La parte activa tomada por los presbiterianos en favor de la Independencia aumentó su popularidad. Sus predicadores eran los primeros en proclamar en alto que el rey de Inglaterra, al romper tiránicamente los contratos que le ataban con sus súbditos norteamericanos, había desligado a éstos de todo vínculo jurídico hacia él. En 1781 sus ministros, reunidos en sínodo, declararon solemnemente que «renunciaban y aborrecían de la intolerancia y creían que se debía proteger siempre y en todo la libertad de religión». Pronto empezó su penetración por los estados del Sur. Con todo, sus escritores se quejan de no haber sabido aprovecharse de aquella ocasión, perdiendo así a una gran parte de los primeros emigrantes del Ulster que fueron uniéndose a otras iglesias distintas de la presbiteriana. Los reavivamientos religiosos de Kentucky (1798-1801), en los que muchos de ellos tomaban parte, disgustaron a otros que se separaron de la rama principal para formar la llamada iglesia presbiteriana de Cumberland que todavía hoy conserva su independencia. En 1837, 1857 y 1861 tuvieron lugar otras secesiones, unas debidas a materias doctrinales, otras causadas por cuestiones raciales. Estas últimas dieron como resultado la formación de la iglesia presbiteriana del Sur. No todas estas rupturas fueron duraderas y algunas pudieron restañarse en Filadelfia (1870) a base de la adopción común de la Confesión westminsteriana. En cambio, la ocasionada por las disensiones raciales queda todavía en pie agravada por otros malentendidos que nada tienen que ver con la primitiva controversia. Las iglesias del Sur se mantienen conservadoras, mientras las del Norte han sufrido rudos golpes por las luchas internas entre fundamentalistas y modernistas. Estos últimos, para olvidar aquellos males, han preferido darse de lleno a obras sociales y a la conquista de nuevos adeptos. Muchos de sus dirigentes esperan, además, que la neo-ortodoxia (muy en boga en sus seminarios) resuelva el conflicto doctrinal que todavía roe internamente a una buena parte de sus comunidades.

En 1955 el presbiterianismo norteamericano estaba todavía dividido en once denominaciones. De éstas, fuera de las dos ya mencionadas, la mayoría tiene escasa importancia numérica. La iglesia presbiteriana asociada continúa manteniendo su rigorismo; expulsa a los miembros que pertenecen a las sociedades secretas; y emplea solamente el canto de los salmos (por supuesto sin acompañamiento de música) en sus funciones litúrgicas. El Sínodo general de la iglesia asociada presbiteriana vegeta todavía en algunos de los estados del Sur. La iglesia presbiteriana bíblica continúa protestando contra las tendencias modernistas de todas las demás denominaciones.
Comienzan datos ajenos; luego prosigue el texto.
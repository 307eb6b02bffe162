// src/main.rs

use bountyforge_rs::config::Settings;
use bountyforge_rs::logging::initialize_logging;
use bountyforge_rs::{FileReportSink, Orchestrator, Phase, ProbeSet, ProgressEvent, Report, ScanError, ScanRun};
use color_eyre::eyre::Result;
use crossterm::{
    ExecutableCommand,
    event::{self, Event, KeyCode, KeyEventKind},
    terminal::{EnterAlternateScreen, LeaveAlternateScreen, disable_raw_mode, enable_raw_mode},
};
use ratatui::prelude::*;
use std::io::stdout;
use std::sync::Arc;
use std::time::Duration;
use tokio::sync::mpsc;
use tracing::{error, info};

mod app;
mod ui;

use app::{App, AppState, ExportStatus};

type ScanResult = Result<ScanRun, ScanError>;

/// Everything the event loop needs besides the app state.
struct Runtime {
    settings: Settings,
    orchestrator: Arc<Orchestrator>,
    events: mpsc::UnboundedReceiver<ProgressEvent>,
    done_tx: mpsc::Sender<ScanResult>,
    done_rx: mpsc::Receiver<ScanResult>,
}

#[tokio::main]
async fn main() -> Result<()> {
    color_eyre::install()?;
    let log_path = initialize_logging()?;
    let settings = Settings::load()?;
    info!(log = %log_path.display(), "Starting {}.", env!("CARGO_PKG_NAME"));

    let candidates = settings.candidate_set();
    candidates.validate()?;
    let probes = ProbeSet::network(&settings.scan)?;

    let (event_tx, events) = mpsc::unbounded_channel();
    let orchestrator = Arc::new(Orchestrator::new(probes, candidates, &settings.scan).with_events(event_tx));
    let (done_tx, done_rx) = mpsc::channel(1);
    let mut app = App::new(settings.options);
    let mut runtime = Runtime { settings, orchestrator, events, done_tx, done_rx };

    // --- Setup ---
    stdout().execute(EnterAlternateScreen)?;
    enable_raw_mode()?;
    let mut terminal = Terminal::new(CrosstermBackend::new(stdout()))?;
    terminal.clear()?;

    let outcome = run_loop(&mut terminal, &mut app, &mut runtime).await;

    // --- Restore Terminal ---
    stdout().execute(LeaveAlternateScreen)?;
    disable_raw_mode()?;
    runtime.orchestrator.stop();
    info!("Exiting.");
    outcome
}

async fn run_loop(
    terminal: &mut Terminal<CrosstermBackend<std::io::Stdout>>,
    app: &mut App,
    runtime: &mut Runtime,
) -> Result<()> {
    while !app.should_quit {
        while let Ok(event) = runtime.events.try_recv() {
            app.push_event(event);
        }
        if let Ok(result) = runtime.done_rx.try_recv() {
            while let Ok(event) = runtime.events.try_recv() {
                app.push_event(event);
            }
            app.finish_scan(result);
        }

        app.on_tick();
        terminal.draw(|frame| ui::render(app, frame))?;

        if event::poll(Duration::from_millis(100))? {
            handle_events(app, runtime)?;
        }
    }
    Ok(())
}

fn handle_events(app: &mut App, runtime: &Runtime) -> Result<()> {
    if let Event::Key(key) = event::read()? {
        if key.kind != KeyEventKind::Press {
            return Ok(());
        }
        if app.show_disclaimer {
            match key.code {
                KeyCode::Enter => app.show_disclaimer = false,
                KeyCode::Esc => app.quit(),
                _ => {}
            }
            return Ok(());
        }
        match app.state {
            AppState::Idle => handle_idle_input(app, key.code, runtime),
            AppState::Scanning => handle_scanning_input(app, key.code, runtime),
            AppState::Finished => handle_finished_input(app, key.code, runtime),
        }
    }
    Ok(())
}

/// Shared navigation keys. Returns whether the key was consumed.
fn handle_navigation(app: &mut App, key_code: KeyCode) -> bool {
    match key_code {
        KeyCode::Tab | KeyCode::Right => app.next_tab(),
        KeyCode::BackTab | KeyCode::Left => app.previous_tab(),
        KeyCode::Up => app.scroll_up(),
        KeyCode::Down => app.scroll_down(),
        _ => return false,
    }
    true
}

fn handle_idle_input(app: &mut App, key_code: KeyCode, runtime: &Runtime) {
    if handle_navigation(app, key_code) {
        return;
    }
    match key_code {
        KeyCode::Esc => app.quit(),
        KeyCode::F(n @ 1..=4) => {
            if let Some(phase) = Phase::in_order().nth(usize::from(n) - 1) {
                app.toggle_option(phase);
            }
        }
        KeyCode::Char(c) => {
            app.input.push(c);
            app.input_error = None;
        }
        KeyCode::Backspace => {
            app.input.pop();
            app.input_error = None;
        }
        KeyCode::Enter => {
            let Ok(target) = app.begin_scan() else {
                return;
            };
            let orchestrator = Arc::clone(&runtime.orchestrator);
            let done_tx = runtime.done_tx.clone();
            let options = app.options;
            tokio::spawn(async move {
                let result = orchestrator.start(target.as_str(), options).await;
                // The receiver only closes when the app is quitting.
                let _ = done_tx.send(result).await;
            });
        }
        _ => {}
    }
}

fn handle_scanning_input(app: &mut App, key_code: KeyCode, runtime: &Runtime) {
    if handle_navigation(app, key_code) {
        return;
    }
    if key_code == KeyCode::Esc {
        runtime.orchestrator.stop_handle().stop();
    }
}

fn handle_finished_input(app: &mut App, key_code: KeyCode, runtime: &Runtime) {
    if handle_navigation(app, key_code) {
        return;
    }
    match key_code {
        KeyCode::Char('q') | KeyCode::Esc => app.quit(),
        KeyCode::Char('n') => app.reset(),
        KeyCode::Char('e') => export_report(app, &runtime.settings),
        _ => {}
    }
}

fn export_report(app: &mut App, settings: &Settings) {
    let Some(run) = &app.scan_run else {
        return;
    };
    let sink = FileReportSink::new(settings.report.output_dir(), settings.report.format);
    app.export_status = match sink.save(&Report::generate(run)) {
        Ok(path) => ExportStatus::Success(path.display().to_string()),
        Err(e) => {
            error!(error = %e, "Report export failed.");
            ExportStatus::Error(e.to_string())
        }
    };
}
// src/logging.rs

use color_eyre::eyre::Result;
use directories::ProjectDirs;
use lazy_static::lazy_static;
use std::path::PathBuf;
use time::macros::format_description;
use tracing_error::ErrorLayer;
use tracing_subscriber::fmt::time::LocalTime;
use tracing_subscriber::{self, EnvFilter, Layer, layer::SubscriberExt, util::SubscriberInitExt};

lazy_static! {
    pub static ref PROJECT_NAME: String = env!("CARGO_CRATE_NAME").to_uppercase().to_string();
    pub static ref LOG_ENV: String = format!("{}_LOGLEVEL", PROJECT_NAME.clone());
    pub static ref LOG_FILE: String = format!("{}.log", env!("CARGO_PKG_NAME"));
}

const BIN_NAME: &str = "bountyforge";

fn project_directory() -> Option<ProjectDirs> {
    ProjectDirs::from("com", "bountyforge-rs", env!("CARGO_PKG_NAME"))
}

/// Directory for logs and exported reports.
pub fn get_data_dir() -> PathBuf {
    if let Some(proj_dirs) = project_directory() {
        proj_dirs.data_local_dir().to_path_buf()
    } else {
        PathBuf::from(".").join(".data")
    }
}

/// Directory searched for `config.toml`.
pub fn get_config_dir() -> PathBuf {
    if let Some(proj_dirs) = project_directory() {
        proj_dirs.config_local_dir().to_path_buf()
    } else {
        PathBuf::from(".").join(".config")
    }
}

/// Initializes file-based logging. The TUI owns the terminal, so nothing is
/// written to stdout; the log file is truncated on every launch.
pub fn initialize_logging() -> Result<PathBuf> {
    let directory = get_data_dir();
    std::fs::create_dir_all(&directory)?;
    let log_path = directory.join(LOG_FILE.clone());
    let log_file = std::fs::File::create(&log_path)?;

    let file_log_level = std::env::var("RUST_LOG")
        .or_else(|_| std::env::var(LOG_ENV.clone()))
        .unwrap_or_else(|_| format!("{}=info,{BIN_NAME}=info", env!("CARGO_CRATE_NAME")));

    let file_subscriber = tracing_subscriber::fmt::layer()
        .with_writer(log_file)
        .with_timer(LocalTime::new(format_description!(
            "[year]-[month]-[day] [hour]:[minute]:[second]"
        )))
        .with_target(false)
        .with_ansi(false)
        .with_filter(EnvFilter::new(file_log_level));

    tracing_subscriber::registry()
        .with(file_subscriber)
        .with(ErrorLayer::default())
        .init();

    Ok(log_path)
}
Los presbiterianos de Cumberland están fraccionados en dos porciones: la del Sur y la del Norte liberal en teología y arminiana en la cuestión predestinacionista. Digamos, con todo, que el grueso del presbiterianismo norteamericano está integrado por dos facciones casi homónimas: la iglesia presbiteriana de los Estados Unidos de América (con énfasis en la última palabra) y la iglesia presbiteriana de los Estados Unidos (así a secas) que representa a los seguidores de los estados centrales v meridionales. En 1955 se hablaba para las dos ramas de una comunidad total de casi tres millones de adeptos .

Aun con peligro de generalizar, podemos resumir las características del presbiterianismo norteamericano del siglo XX del modo que sigue.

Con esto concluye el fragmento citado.